US grand jury has charged a person living in California with stealing Shopify customer data from more than 100 merchants.
According to the complaint, Tassilo Heinrich worked with two Shopify customer support agents to “stealing business from those merchants” and pulling merchants and customer data from Shopify customers to increase their competitiveness. Allegedly stolen, he has been charged with joint conspiracy for weighted personal information theft and telegraph fraud. The indictment also states that Heinrich, who appears to have been around 18 at the time of the alleged scheme, sold the data to other accomplices for fraudulent activity.
A person who knew directly about the security breach admitted that the victim listed in the indictment was Shopify.
In September 2020, Shopify, an online e-commerce platform for small businesses, revealed a data breach committed by two “rogue members” on its customer support team targeting “less than 200 merchants.” Shopify said it had fired the two contractors, saying it was “involved in a scheme to get customer transaction records from some stores.”

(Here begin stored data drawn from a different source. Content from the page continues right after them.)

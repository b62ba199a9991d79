//! Knowledge base tiers.

use std::fmt;

use serde::{Deserialize, Serialize};

/// Depth level of cached reference content.
#[derive(Debug, Clone, Copy, PartialEq, Eq, PartialOrd, Ord, Hash, Serialize, Deserialize)]
#[serde(rename_all = "UPPERCASE")]
pub enum KbTier {
    Lite,
    Standard,
    Heavy,
}

impl KbTier {
    /// All tiers, lightest first.
    pub const ALL: [KbTier; 3] = [KbTier::Lite, KbTier::Standard, KbTier::Heavy];

    /// Upper-case name used in environment variable suffixes.
    pub fn env_suffix(&self) -> &'static str {
        match self {
            Self::Lite => "LITE",
            Self::Standard => "STANDARD",
            Self::Heavy => "HEAVY",
        }
    }
}

impl fmt::Display for KbTier {
    fn fmt(&self, f: &mut fmt::Formatter<'_>) -> fmt::Result {
        f.write_str(self.env_suffix())
    }
}
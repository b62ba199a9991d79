//! Tabular content sources.
//!
//! A source resolves `(source_id, sheet)` to ordered rows of cells, header
//! row included.

use std::collections::HashMap;
use std::path::PathBuf;
use std::sync::RwLock;
use std::sync::atomic::{AtomicUsize, Ordering};

use tracing::debug;

use crate::error::SourceError;

/// One row of cells.
pub type Row = Vec<String>;

/// Backend-agnostic tabular source (spreadsheet, CSV export, ...).
pub trait TabularSource: Send + Sync {
    /// Fetch every row of `sheet`, or `SourceError::NotFound` if it does
    /// not exist.
    fn fetch_rows(&self, source_id: &str, sheet: &str) -> Result<Vec<Row>, SourceError>;
}

// ── CSV directory ───────────────────────────────────────────────────

/// CSV exports on disk, laid out as `{root}/{source_id}/{sheet}.csv`.
///
/// Files are read headerless so the header reaches the formatter like any
/// other row; ragged rows are allowed and cells are trimmed.
pub struct CsvDirectorySource {
    root: PathBuf,
}

impl CsvDirectorySource {
    pub fn new(root: impl Into<PathBuf>) -> Self {
        Self { root: root.into() }
    }

    fn sheet_path(&self, source_id: &str, sheet: &str) -> PathBuf {
        self.root.join(source_id).join(format!("{sheet}.csv"))
    }
}

impl TabularSource for CsvDirectorySource {
    fn fetch_rows(&self, source_id: &str, sheet: &str) -> Result<Vec<Row>, SourceError> {
        let path = self.sheet_path(source_id, sheet);
        if !path.is_file() {
            return Err(SourceError::NotFound {
                sheet: sheet.to_string(),
            });
        }

        let mut reader = csv::ReaderBuilder::new()
            .has_headers(false)
            .flexible(true)
            .trim(csv::Trim::All)
            .from_path(&path)?;

        let mut rows = Vec::new();
        for record in reader.records() {
            let record = record?;
            rows.push(record.iter().map(str::to_string).collect());
        }

        debug!(path = %path.display(), rows = rows.len(), "Read CSV sheet");
        Ok(rows)
    }
}

// ── In-memory ───────────────────────────────────────────────────────

/// In-memory source (for tests and embedding), counting fetches.
#[derive(Default)]
pub struct MemorySource {
    sheets: RwLock<HashMap<(String, String), Vec<Row>>>,
    fetches: AtomicUsize,
}

impl MemorySource {
    pub fn new() -> Self {
        Self::default()
    }

    /// Add or replace a sheet.
    pub fn insert(&self, source_id: &str, sheet: &str, rows: Vec<Row>) {
        if let Ok(mut sheets) = self.sheets.write() {
            sheets.insert((source_id.to_string(), sheet.to_string()), rows);
        }
    }

    /// Drop a sheet, so later fetches report `NotFound`.
    pub fn remove(&self, source_id: &str, sheet: &str) {
        if let Ok(mut sheets) = self.sheets.write() {
            sheets.remove(&(source_id.to_string(), sheet.to_string()));
        }
    }

    /// Number of `fetch_rows` calls so far, successful or not.
    pub fn fetch_count(&self) -> usize {
        self.fetches.load(Ordering::SeqCst)
    }
}

impl TabularSource for MemorySource {
    fn fetch_rows(&self, source_id: &str, sheet: &str) -> Result<Vec<Row>, SourceError> {
        self.fetches.fetch_add(1, Ordering::SeqCst);
        self.sheets
            .read()
            .ok()
            .and_then(|sheets| {
                sheets
                    .get(&(source_id.to_string(), sheet.to_string()))
                    .cloned()
            })
            .ok_or_else(|| SourceError::NotFound {
                sheet: sheet.to_string(),
            })
    }
}

#[cfg(test)]
mod tests {
    use super::*;

    fn row(cells: &[&str]) -> Row {
        cells.iter().map(|c| c.to_string()).collect()
    }

    #[test]
    fn memory_source_round_trip_and_not_found() {
        let source = MemorySource::new();
        source.insert("kb", "Lite", vec![row(&["Categoria", "Domanda", "Risposta"])]);

        assert_eq!(source.fetch_rows("kb", "Lite").unwrap().len(), 1);
        assert!(matches!(
            source.fetch_rows("kb", "Heavy"),
            Err(SourceError::NotFound { .. })
        ));
        assert!(matches!(
            source.fetch_rows("other", "Lite"),
            Err(SourceError::NotFound { .. })
        ));
        assert_eq!(source.fetch_count(), 3);

        source.remove("kb", "Lite");
        assert!(source.fetch_rows("kb", "Lite").is_err());
    }

    #[test]
    fn csv_source_reads_ragged_rows() {
        let tmp = tempfile::tempdir().unwrap();
        std::fs::create_dir_all(tmp.path().join("kb")).unwrap();
        std::fs::write(
            tmp.path().join("kb").join("Lite.csv"),
            "Categoria,Domanda,Risposta\n Orari , Quando?, Alle 9 \nsolo una cella\n",
        )
        .unwrap();

        let source = CsvDirectorySource::new(tmp.path());
        let rows = source.fetch_rows("kb", "Lite").unwrap();
        assert_eq!(rows.len(), 3);
        assert_eq!(rows[1], row(&["Orari", "Quando?", "Alle 9"]));
        assert_eq!(rows[2], row(&["solo una cella"]));
    }

    #[test]
    fn csv_source_missing_sheet_is_not_found() {
        let tmp = tempfile::tempdir().unwrap();
        let source = CsvDirectorySource::new(tmp.path());
        assert!(matches!(
            source.fetch_rows("kb", "Missing"),
            Err(SourceError::NotFound { sheet }) if sheet == "Missing"
        ));
    }
}
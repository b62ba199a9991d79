//! Hybrid request classifier.
//!
//! Scores the message against the three indicator sets, then picks a
//! request type:
//! 1. A confident external hint (>= 0.75) wins outright.
//! 2. Otherwise a fixed decision tree over the rule scores.
//!
//! Scores are always computed, whichever path decided.

use tracing::{debug, info, warn};

use crate::pipeline::rules::{Dimension, IndicatorSet};
use crate::pipeline::types::{
    ClassificationResult, ClassificationSource, DimensionScores, ExternalHint, RequestType,
};

/// Texts longer than this (in characters) are truncated before scoring.
pub const MAX_ANALYSIS_CHARS: usize = 3000;

/// Characters kept from each end of a truncated text.
const TRUNCATE_KEEP_CHARS: usize = 1500;

/// Inserted between the kept head and tail.
const TRUNCATE_SEPARATOR: &str = " ... ";

/// Minimum confidence for an external hint to override the rules.
pub const HINT_CONFIDENCE_THRESHOLD: f32 = 0.75;

/// Stateless classifier over immutable indicator tables.
pub struct RequestClassifier {
    technical: IndicatorSet,
    pastoral: IndicatorSet,
    doctrinal: IndicatorSet,
}

impl RequestClassifier {
    /// Create a classifier with the built-in indicator tables.
    pub fn new() -> Self {
        Self {
            technical: IndicatorSet::default_for(Dimension::Technical),
            pastoral: IndicatorSet::default_for(Dimension::Pastoral),
            doctrinal: IndicatorSet::default_for(Dimension::Doctrinal),
        }
    }

    /// Create a classifier with custom tables.
    ///
    /// Each set must belong to the dimension of the slot it is passed in.
    pub fn with_sets(
        technical: IndicatorSet,
        pastoral: IndicatorSet,
        doctrinal: IndicatorSet,
    ) -> Self {
        debug_assert_eq!(technical.dimension(), Dimension::Technical);
        debug_assert_eq!(pastoral.dimension(), Dimension::Pastoral);
        debug_assert_eq!(doctrinal.dimension(), Dimension::Doctrinal);
        Self {
            technical,
            pastoral,
            doctrinal,
        }
    }

    /// Classify a message. Never fails; no matches yields `Technical`.
    pub fn classify(
        &self,
        subject: &str,
        body: &str,
        hint: Option<&ExternalHint>,
    ) -> ClassificationResult {
        let text = normalize(subject, body);

        let technical = self.technical.score(&text);
        let pastoral = self.pastoral.score(&text);
        let doctrinal = self.doctrinal.score(&text);

        let scores = DimensionScores {
            technical: technical.score,
            pastoral: pastoral.score,
            doctrinal: doctrinal.score,
        };

        let (request_type, source) = match hint.and_then(accepted_hint) {
            Some(hinted) => {
                info!(
                    request_type = %hinted,
                    confidence = hint.map(|h| h.confidence).unwrap_or_default(),
                    technical = scores.technical,
                    pastoral = scores.pastoral,
                    doctrinal = scores.doctrinal,
                    "Hybrid classifier used external hint"
                );
                (hinted, ClassificationSource::ExternalHint)
            }
            None => {
                let decided = decide(&scores);
                debug!(
                    request_type = %decided,
                    technical = scores.technical,
                    pastoral = scores.pastoral,
                    doctrinal = scores.doctrinal,
                    "Rule engine classified request"
                );
                (decided, ClassificationSource::RuleEngine)
            }
        };

        let needs_discernment = matches!(request_type, RequestType::Pastoral | RequestType::Mixed);
        let needs_doctrine = request_type == RequestType::Doctrinal
            || (scores.doctrinal >= 2 && request_type != RequestType::Technical);

        let mut matched_indicators = technical.matched;
        matched_indicators.extend(pastoral.matched);
        matched_indicators.extend(doctrinal.matched);

        ClassificationResult {
            request_type,
            source,
            scores,
            needs_discernment,
            needs_doctrine,
            matched_indicators,
        }
    }
}

impl Default for RequestClassifier {
    fn default() -> Self {
        Self::new()
    }
}

/// Join subject and body, bound long threads to head + tail, lower-case.
pub fn normalize(subject: &str, body: &str) -> String {
    let full = format!("{subject} {body}");
    let len = full.chars().count();
    if len <= MAX_ANALYSIS_CHARS {
        return full.to_lowercase();
    }

    let head: String = full.chars().take(TRUNCATE_KEEP_CHARS).collect();
    let tail: String = full.chars().skip(len - TRUNCATE_KEEP_CHARS).collect();
    format!("{head}{TRUNCATE_SEPARATOR}{tail}").to_lowercase()
}

/// Rule-engine decision tree. Branch order is significant.
pub fn decide(scores: &DimensionScores) -> RequestType {
    let DimensionScores {
        technical,
        pastoral,
        doctrinal,
    } = *scores;

    if doctrinal >= 3 {
        RequestType::Doctrinal
    } else if pastoral >= 3 && pastoral > technical {
        RequestType::Pastoral
    } else if technical >= 2 && pastoral <= 1 {
        RequestType::Technical
    } else if pastoral >= 2 && technical >= 2 {
        RequestType::Mixed
    } else {
        RequestType::Technical
    }
}

/// The hinted type if the hint is confident and names a known category.
fn accepted_hint(hint: &ExternalHint) -> Option<RequestType> {
    // NaN confidence compares false and is rejected here.
    let confident = hint.confidence >= HINT_CONFIDENCE_THRESHOLD;
    if !confident || hint.category.trim().is_empty() {
        return None;
    }
    match hint.category.parse::<RequestType>() {
        Ok(request_type) => Some(request_type),
        Err(e) => {
            warn!(
                category = %hint.category,
                confidence = hint.confidence,
                error = %e,
                "Ignoring confident external hint with unknown category"
            );
            None
        }
    }
}
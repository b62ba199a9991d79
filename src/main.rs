use std::io::Read;
use std::sync::Arc;

use anyhow::{Context, bail};
use serde_json::json;

use parish_triage::config::KbConfig;
use parish_triage::kb::{CsvDirectorySource, KbTier, KnowledgeBaseLoader, MemoryCache};
use parish_triage::pipeline::{ClassificationResult, ExternalHint, RequestClassifier, guidance};

/// Tiers that ground a reply for this classification.
fn tiers_for(result: &ClassificationResult) -> Vec<KbTier> {
    let mut tiers = Vec::new();
    if result.needs_discernment || result.needs_doctrine {
        tiers.push(KbTier::Lite);
    }
    if result.needs_discernment {
        tiers.push(KbTier::Standard);
    }
    if result.needs_doctrine {
        tiers.push(KbTier::Heavy);
    }
    tiers
}

/// Parse `CATEGORY:CONFIDENCE`.
fn parse_hint(raw: &str) -> anyhow::Result<ExternalHint> {
    let (category, confidence) = raw
        .rsplit_once(':')
        .context("--hint expects CATEGORY:CONFIDENCE")?;
    let confidence: f32 = confidence
        .trim()
        .parse()
        .with_context(|| format!("invalid hint confidence: {confidence}"))?;
    Ok(ExternalHint::new(category.trim(), confidence))
}

fn main() -> anyhow::Result<()> {
    tracing_subscriber::fmt()
        .with_env_filter(
            tracing_subscriber::EnvFilter::try_from_default_env()
                .unwrap_or_else(|_| tracing_subscriber::EnvFilter::new("info")),
        )
        .with_target(false)
        .with_writer(std::io::stderr)
        .init();

    let mut args = std::env::args().skip(1);
    let mut hint = None;
    let mut subject = None;
    while let Some(arg) = args.next() {
        match arg.as_str() {
            "--hint" => {
                let raw = args.next().context("--hint requires a value")?;
                hint = Some(parse_hint(&raw)?);
            }
            other if subject.is_none() => subject = Some(other.to_string()),
            other => bail!("unexpected argument: {other}"),
        }
    }
    let Some(subject) = subject else {
        bail!("usage: parish-triage [--hint CATEGORY:CONFIDENCE] SUBJECT < body");
    };

    let mut body = String::new();
    std::io::stdin()
        .read_to_string(&mut body)
        .context("failed to read message body from stdin")?;

    let classifier = RequestClassifier::new();
    let result = classifier.classify(&subject, &body, hint.as_ref());

    let kb_root = std::env::var("KB_ROOT").unwrap_or_else(|_| "./data/kb".to_string());
    let config = KbConfig::from_env()?;
    let loader = KnowledgeBaseLoader::new(
        config,
        Arc::new(MemoryCache::new()),
        Arc::new(CsvDirectorySource::new(kb_root)),
    );

    let knowledge: serde_json::Map<String, serde_json::Value> = tiers_for(&result)
        .into_iter()
        .map(|tier| {
            let content = loader.load_tier(tier);
            (
                tier.to_string(),
                json!({ "sizeBytes": content.len(), "content": content }),
            )
        })
        .collect();

    let report = json!({
        "classification": result,
        "guidance": guidance(result.request_type),
        "knowledgeBase": knowledge,
    });
    println!("{}", serde_json::to_string_pretty(&report)?);

    Ok(())
}

#[cfg(test)]
mod tests {
    use super::*;
    use parish_triage::pipeline::{ClassificationSource, RequestType};
    use parish_triage::pipeline::types::DimensionScores;

    fn result(request_type: RequestType, discernment: bool, doctrine: bool) -> ClassificationResult {
        ClassificationResult {
            request_type,
            source: ClassificationSource::RuleEngine,
            scores: DimensionScores::default(),
            needs_discernment: discernment,
            needs_doctrine: doctrine,
            matched_indicators: vec![],
        }
    }

    #[test]
    fn technical_loads_nothing() {
        assert!(tiers_for(&result(RequestType::Technical, false, false)).is_empty());
    }

    #[test]
    fn mixed_with_doctrine_loads_every_tier() {
        assert_eq!(
            tiers_for(&result(RequestType::Mixed, true, true)),
            vec![KbTier::Lite, KbTier::Standard, KbTier::Heavy]
        );
    }

    #[test]
    fn doctrinal_loads_lite_and_heavy() {
        assert_eq!(
            tiers_for(&result(RequestType::Doctrinal, false, true)),
            vec![KbTier::Lite, KbTier::Heavy]
        );
    }

    #[test]
    fn hint_parsing() {
        let hint = parse_hint("Pastoral:0.9").unwrap();
        assert_eq!(hint.category, "Pastoral");
        assert!((hint.confidence - 0.9).abs() < f32::EPSILON);
        assert!(parse_hint("pastoral").is_err());
        assert!(parse_hint("pastoral:high").is_err());
    }
}
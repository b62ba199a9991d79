//! Parish triage — request classification and tiered knowledge base.

pub mod config;
pub mod error;
pub mod kb;
pub mod pipeline;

Related article: Shopify announces data breach by employees
According to Shopify, contractors stole customer data, including order details such as name, zip code, address, and which product or service they purchased. One merchant, who was notified of a data breach by Shopify, said it had also stolen the last four digits of the affected customer’s payment card, which was confirmed in the indictment.
The victims also reportedly included Kylie Jenner’s cosmetics and makeup company, Kylie Cosmetics, according to the BBC.
According to the complaint, Heinrich pays employees of a third-party customer support company in the Philippines to take screenshots in exchange for kickbacks or upload data to Google Drive on Shopify’s internal network. It is said that he accessed a part. Heinrich paid the employee thousands of dollars worth of crypto assets and gave them fake positive reviews, claiming they were from a merchant who provided customer service but did not give feedback. It was. According to the indictment, Heinrich received a year’s worth of data from some merchants.
Heinrich said he had been squeezing data from Shopify’s internal network for at least a year, and at one point asked if a customer support employee could “remotely access” it while he was asleep.
Shopify spokeswoman Rebecca Feigelsohn said in a short statement: “Shopify worked with the FBI to investigate a small number of merchant data incidents in September 2020. As mentioned earlier, the perpetrators involved are no longer working at Shopify. Criminal investigation I can’t comment further at this time as is in progress. ”
Heinrich was arrested by the FBI at Los Angeles International Airport in February 2021 and is currently detained by the federal government for a trial to begin on September 7, 2021. He is said to be innocent.
[Updated]This article has been updated with comments from Shopify.